**Task goal:** Print each entry below precisely as it reads.

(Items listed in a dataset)
======
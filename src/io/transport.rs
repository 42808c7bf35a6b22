//! Twilio REST transport for emergency messages and voice calls
//!
//! One `TwilioClient` is constructed at startup and shared for the life of
//! the process; it implements both the notification transport and the
//! recipient directory (recipients are the account's verified caller IDs).

use crate::domain::types::{CallRecord, CallStatus, Recipient};
use crate::infra::config::Config;
use async_trait::async_trait;
use base64::{engine::general_purpose::STANDARD, Engine};
use chrono::{DateTime, Utc};
use serde::Deserialize;
use std::time::Duration;
use thiserror::Error;
use tracing::{debug, warn};

/// Request timeout for all transport calls
const REQUEST_TIMEOUT: Duration = Duration::from_secs(10);

/// Page size for call log queries; comfortably above any recipient list
const CALL_LOG_PAGE_SIZE: u32 = 50;

#[derive(Debug, Error)]
pub enum TransportError {
    #[error("network error: {0}")]
    Http(#[from] reqwest::Error),

    #[error("transport API error {status}: {body}")]
    Api { status: u16, body: String },

    #[error("invalid transport response: {0}")]
    InvalidResponse(String),
}

/// Sends emergency messages and places voice calls
#[async_trait]
pub trait NotificationTransport: Send + Sync {
    async fn send_message(&self, to: &Recipient, body: &str) -> Result<(), TransportError>;

    async fn place_call(&self, to: &Recipient) -> Result<(), TransportError>;

    /// Call records for this account, bounded below by `since` (coarse,
    /// date-granular on the API side; callers filter strictly).
    async fn list_calls_since(
        &self,
        since: DateTime<Utc>,
    ) -> Result<Vec<CallRecord>, TransportError>;
}

/// Resolves the current broadcast list
#[async_trait]
pub trait RecipientDirectory: Send + Sync {
    async fn list_recipients(&self) -> Result<Vec<Recipient>, TransportError>;
}

#[derive(Debug, Deserialize)]
struct CallsPage {
    calls: Vec<CallResource>,
}

#[derive(Debug, Deserialize)]
struct CallResource {
    to: String,
    status: String,
    /// RFC 2822; absent while the call is still queued
    start_time: Option<String>,
}

#[derive(Debug, Deserialize)]
struct CallerIdsPage {
    outgoing_caller_ids: Vec<CallerIdResource>,
}

/// Error envelope returned by the REST API
#[derive(Debug, Deserialize)]
struct ApiErrorBody {
    message: String,
}

#[derive(Debug, Deserialize)]
struct CallerIdResource {
    phone_number: String,
}

/// Twilio REST API session
pub struct TwilioClient {
    http: reqwest::Client,
    api_base: String,
    account_sid: String,
    from_number: String,
    call_url: String,
    call_timeout_secs: u32,
    auth_header: String,
}

impl TwilioClient {
    pub fn new(config: &Config) -> Result<Self, TransportError> {
        // Create the HTTP client once for reuse (connection pooling)
        let http = reqwest::Client::builder()
            .timeout(REQUEST_TIMEOUT)
            .http1_only()
            .build()?;

        Ok(Self {
            http,
            api_base: config.transport_api_base().trim_end_matches('/').to_string(),
            account_sid: config.account_sid().to_string(),
            from_number: config.from_number().to_string(),
            call_url: config.call_url().to_string(),
            call_timeout_secs: config.call_timeout_secs(),
            auth_header: basic_auth_header(config.account_sid(), config.auth_token()),
        })
    }

    fn resource_url(&self, resource: &str) -> String {
        format!("{}/2010-04-01/Accounts/{}/{}", self.api_base, self.account_sid, resource)
    }

    async fn check_status(response: reqwest::Response) -> Result<reqwest::Response, TransportError> {
        let status = response.status();
        if !status.is_success() {
            let body = response.text().await.unwrap_or_default();
            // The API wraps errors in a JSON envelope; fall back to the raw
            // body when it does not
            let message = serde_json::from_str::<ApiErrorBody>(&body)
                .map(|e| e.message)
                .unwrap_or(body);
            return Err(TransportError::Api { status: status.as_u16(), body: message });
        }
        Ok(response)
    }

    async fn post_form(
        &self,
        resource: &str,
        params: &[(&str, &str)],
    ) -> Result<(), TransportError> {
        let response = self
            .http
            .post(self.resource_url(resource))
            .header("Authorization", &self.auth_header)
            .form(params)
            .send()
            .await?;
        Self::check_status(response).await.map(|_| ())
    }

    /// Convert one API call resource into a record. Calls that never started
    /// carry no start time and cannot be attributed to an episode; malformed
    /// timestamps are dropped rather than failing the whole page.
    fn parse_call_record(resource: &CallResource) -> Option<CallRecord> {
        let raw = resource.start_time.as_deref()?;
        let started_at = match DateTime::parse_from_rfc2822(raw) {
            Ok(dt) => dt.with_timezone(&Utc),
            Err(e) => {
                warn!(start_time = %raw, error = %e, "call_record_bad_timestamp");
                return None;
            }
        };
        Some(CallRecord {
            recipient: Recipient(resource.to.clone()),
            status: CallStatus::from_api(&resource.status),
            started_at,
        })
    }
}

/// Build a Basic auth header from account credentials
fn basic_auth_header(sid: &str, token: &str) -> String {
    let credentials = format!("{}:{}", sid, token);
    format!("Basic {}", STANDARD.encode(credentials.as_bytes()))
}

#[async_trait]
impl NotificationTransport for TwilioClient {
    async fn send_message(&self, to: &Recipient, body: &str) -> Result<(), TransportError> {
        self.post_form(
            "Messages.json",
            &[("To", to.as_str()), ("From", &self.from_number), ("Body", body)],
        )
        .await?;
        debug!(to = %to, "message_accepted");
        Ok(())
    }

    async fn place_call(&self, to: &Recipient) -> Result<(), TransportError> {
        let timeout = self.call_timeout_secs.to_string();
        self.post_form(
            "Calls.json",
            &[
                ("To", to.as_str()),
                ("From", &self.from_number),
                ("Url", &self.call_url),
                ("Timeout", &timeout),
            ],
        )
        .await?;
        debug!(to = %to, "call_accepted");
        Ok(())
    }

    async fn list_calls_since(
        &self,
        since: DateTime<Utc>,
    ) -> Result<Vec<CallRecord>, TransportError> {
        let response = self
            .http
            .get(self.resource_url("Calls.json"))
            .header("Authorization", &self.auth_header)
            .query(&[
                ("StartTime>", since.format("%Y-%m-%d").to_string()),
                ("PageSize", CALL_LOG_PAGE_SIZE.to_string()),
            ])
            .send()
            .await?;
        let page: CallsPage = Self::check_status(response)
            .await?
            .json()
            .await
            .map_err(|e| TransportError::InvalidResponse(e.to_string()))?;

        Ok(page.calls.iter().filter_map(Self::parse_call_record).collect())
    }
}

#[async_trait]
impl RecipientDirectory for TwilioClient {
    async fn list_recipients(&self) -> Result<Vec<Recipient>, TransportError> {
        let response = self
            .http
            .get(self.resource_url("OutgoingCallerIds.json"))
            .header("Authorization", &self.auth_header)
            .send()
            .await?;
        let page: CallerIdsPage = Self::check_status(response)
            .await?
            .json()
            .await
            .map_err(|e| TransportError::InvalidResponse(e.to_string()))?;

        // Preserve order, drop duplicate registrations
        let mut recipients: Vec<Recipient> = Vec::with_capacity(page.outgoing_caller_ids.len());
        for caller_id in page.outgoing_caller_ids {
            let recipient = Recipient(caller_id.phone_number);
            if !recipients.contains(&recipient) {
                recipients.push(recipient);
            }
        }
        Ok(recipients)
    }
}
======
**Exercise result:**
filename src/io/transport.rs
repository 42808c7bf35a6b22
//! Twilio REST transport for emergency messages and voice calls
//!
//! One `TwilioClient` is constructed at startup and shared for the life of
//! the process; it implements both the notification transport and the
//! recipient directory (recipients are the account's verified caller IDs).

use crate::domain::types::{CallRecord, CallStatus, Recipient};
use crate::infra::config::Config;
use async_trait::async_trait;
use base64::{engine::general_purpose::STANDARD, Engine};
use chrono::{DateTime, Utc};
use serde::Deserialize;
use std::time::Duration;
use thiserror::Error;
use tracing::{debug, warn};

/// Request timeout for all transport calls
const REQUEST_TIMEOUT: Duration = Duration::from_secs(10);

/// Page size for call log queries; comfortably above any recipient list
const CALL_LOG_PAGE_SIZE: u32 = 50;

#[derive(Debug, Error)]
pub enum TransportError {
    #[error("network error: {0}")]
    Http(#[from] reqwest::Error),

    #[error("transport API error {status}: {body}")]
    Api { status: u16, body: String },

    #[error("invalid transport response: {0}")]
    InvalidResponse(String),
}

/// Sends emergency messages and places voice calls
#[async_trait]
pub trait NotificationTransport: Send + Sync {
    async fn send_message(&self, to: &Recipient, body: &str) -> Result<(), TransportError>;

    async fn place_call(&self, to: &Recipient) -> Result<(), TransportError>;

    /// Call records for this account, bounded below by `since` (coarse,
    /// date-granular on the API side; callers filter strictly).
    async fn list_calls_since(
        &self,
        since: DateTime<Utc>,
    ) -> Result<Vec<CallRecord>, TransportError>;
}

/// Resolves the current broadcast list
#[async_trait]
pub trait RecipientDirectory: Send + Sync {
    async fn list_recipients(&self) -> Result<Vec<Recipient>, TransportError>;
}

#[derive(Debug, Deserialize)]
struct CallsPage {
    calls: Vec<CallResource>,
}

#[derive(Debug, Deserialize)]
struct CallResource {
    to: String,
    status: String,
    /// RFC 2822; absent while the call is still queued
    start_time: Option<String>,
}

#[derive(Debug, Deserialize)]
struct CallerIdsPage {
    outgoing_caller_ids: Vec<CallerIdResource>,
}

/// Error envelope returned by the REST API
#[derive(Debug, Deserialize)]
struct ApiErrorBody {
    message: String,
}

#[derive(Debug, Deserialize)]
struct CallerIdResource {
    phone_number: String,
}

/// Twilio REST API session
pub struct TwilioClient {
    http: reqwest::Client,
    api_base: String,
    account_sid: String,
    from_number: String,
    call_url: String,
    call_timeout_secs: u32,
    auth_header: String,
}

impl TwilioClient {
    pub fn new(config: &Config) -> Result<Self, TransportError> {
        // Create the HTTP client once for reuse (connection pooling)
        let http = reqwest::Client::builder()
            .timeout(REQUEST_TIMEOUT)
            .http1_only()
            .build()?;

        Ok(Self {
            http,
            api_base: config.transport_api_base().trim_end_matches('/').to_string(),
            account_sid: config.account_sid().to_string(),
            from_number: config.from_number().to_string(),
            call_url: config.call_url().to_string(),
            call_timeout_secs: config.call_timeout_secs(),
            auth_header: basic_auth_header(config.account_sid(), config.auth_token()),
        })
    }

    fn resource_url(&self, resource: &str) -> String {
        format!("{}/2010-04-01/Accounts/{}/{}", self.api_base, self.account_sid, resource)
    }

    async fn check_status(response: reqwest::Response) -> Result<reqwest::Response, TransportError> {
        let status = response.status();
        if !status.is_success() {
            let body = response.text().await.unwrap_or_default();
            // The API wraps errors in a JSON envelope; fall back to the raw
            // body when it does not
            let message = serde_json::from_str::<ApiErrorBody>(&body)
                .map(|e| e.message)
                .unwrap_or(body);
            return Err(TransportError::Api { status: status.as_u16(), body: message });
        }
        Ok(response)
    }

    async fn post_form(
        &self,
        resource: &str,
        params: &[(&str, &str)],
    ) -> Result<(), TransportError> {
        let response = self
            .http
            .post(self.resource_url(resource))
            .header("Authorization", &self.auth_header)
            .form(params)
            .send()
            .await?;
        Self::check_status(response).await.map(|_| ())
    }

    /// Convert one API call resource into a record. Calls that never started
    /// carry no start time and cannot be attributed to an episode; malformed
    /// timestamps are dropped rather than failing the whole page.
    fn parse_call_record(resource: &CallResource) -> Option<CallRecord> {
        let raw = resource.start_time.as_deref()?;
        let started_at = match DateTime::parse_from_rfc2822(raw) {
            Ok(dt) => dt.with_timezone(&Utc),
            Err(e) => {
                warn!(start_time = %raw, error = %e, "call_record_bad_timestamp");
                return None;
            }
        };
        Some(CallRecord {
            recipient: Recipient(resource.to.clone()),
            status: CallStatus::from_api(&resource.status),
            started_at,
        })
    }
}

/// Build a Basic auth header from account credentials
fn basic_auth_header(sid: &str, token: &str) -> String {
    let credentials = format!("{}:{}", sid, token);
    format!("Basic {}", STANDARD.encode(credentials.as_bytes()))
}

#[async_trait]
impl NotificationTransport for TwilioClient {
    async fn send_message(&self, to: &Recipient, body: &str) -> Result<(), TransportError> {
        self.post_form(
            "Messages.json",
            &[("To", to.as_str()), ("From", &self.from_number), ("Body", body)],
        )
        .await?;
        debug!(to = %to, "message_accepted");
        Ok(())
    }

    async fn place_call(&self, to: &Recipient) -> Result<(), TransportError> {
        let timeout = self.call_timeout_secs.to_string();
        self.post_form(
            "Calls.json",
            &[
                ("To", to.as_str()),
                ("From", &self.from_number),
                ("Url", &self.call_url),
                ("Timeout", &timeout),
            ],
        )
        .await?;
        debug!(to = %to, "call_accepted");
        Ok(())
    }

    async fn list_calls_since(
        &self,
        since: DateTime<Utc>,
    ) -> Result<Vec<CallRecord>, TransportError> {
        let response = self
            .http
            .get(self.resource_url("Calls.json"))
            .header("Authorization", &self.auth_header)
            .query(&[
                ("StartTime>", since.format("%Y-%m-%d").to_string()),
                ("PageSize", CALL_LOG_PAGE_SIZE.to_string()),
            ])
            .send()
            .await?;
        let page: CallsPage = Self::check_status(response)
            .await?
            .json()
            .await
            .map_err(|e| TransportError::InvalidResponse(e.to_string()))?;

        Ok(page.calls.iter().filter_map(Self::parse_call_record).collect())
    }
}

#[async_trait]
impl RecipientDirectory for TwilioClient {
    async fn list_recipients(&self) -> Result<Vec<Recipient>, TransportError> {
        let response = self
            .http
            .get(self.resource_url("OutgoingCallerIds.json"))
            .header("Authorization", &self.auth_header)
            .send()
            .await?;
        let page: CallerIdsPage = Self::check_status(response)
            .await?
            .json()
            .await
            .map_err(|e| TransportError::InvalidResponse(e.to_string()))?;

        // Preserve order, drop duplicate registrations
        let mut recipients: Vec<Recipient> = Vec::with_capacity(page.outgoing_caller_ids.len());
        for caller_id in page.outgoing_caller_ids {
            let recipient = Recipient(caller_id.phone_number);
            if !recipients.contains(&recipient) {
                recipients.push(recipient);
            }
        }
        Ok(recipients)
    }
}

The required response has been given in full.